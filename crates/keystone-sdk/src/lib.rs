//! High-level SDK for Keystone.
//!
//! [`Keystone`] ties the snapshot builder, commit graph, branch manager,
//! diff engine, and rollback service together over one set of
//! [`Backends`]. This is the main entry point for applications embedding
//! building-state version control.
//!
//! ```no_run
//! use std::sync::Arc;
//! use keystone_sdk::{Author, CommitRequest, EngineConfig, InMemoryFacility, Keystone};
//!
//! # fn main() -> keystone_sdk::SdkResult<()> {
//! let facility = Arc::new(InMemoryFacility::new());
//! let ks = Keystone::in_memory(EngineConfig::default(), facility)?;
//! # let repo = keystone_sdk::RepositoryId::new();
//! ks.open_repository(&repo)?;
//! let author = Author::new("Ana", "ana@example.com", "u-1");
//! ks.commit(&repo, CommitRequest::new("Initial survey", author))?;
//! # Ok(())
//! # }
//! ```

pub mod commit;
pub mod config;
pub mod error;
pub mod logging;
pub mod repository;

pub use commit::{CommitRequest, LogEntry};
pub use config::EngineConfig;
pub use error::{SdkError, SdkResult};
pub use logging::init_tracing;
pub use repository::{Backends, Keystone};

// Re-export key types
pub use keystone_diff::{CategoryChanges, DiffResult, ModifiedEntity};
pub use keystone_facility::{BuildingState, Category, EntityRecord, InMemoryFacility};
pub use keystone_ledger::{Author, ChangesSummary, Commit, CommitBinding, ValidationReport, Version, VersionRef};
pub use keystone_refs::{Branch, BranchStatus, ReviewApproval};
pub use keystone_rollback::{CancelFlag, RollbackOptions, RollbackResult};
pub use keystone_snapshot::Snapshot;
pub use keystone_types::{EntityId, ErrorKind, ObjectHash, RepositoryId};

++++++

Report each line of the entries where the word "CommitRequest" occurs.

Result of the task:
//! use keystone_sdk::{Author, CommitRequest, EngineConfig, InMemoryFacility, Keystone};
//! ks.commit(&repo, CommitRequest::new("Initial survey", author))?;
pub use commit::{CommitRequest, LogEntry};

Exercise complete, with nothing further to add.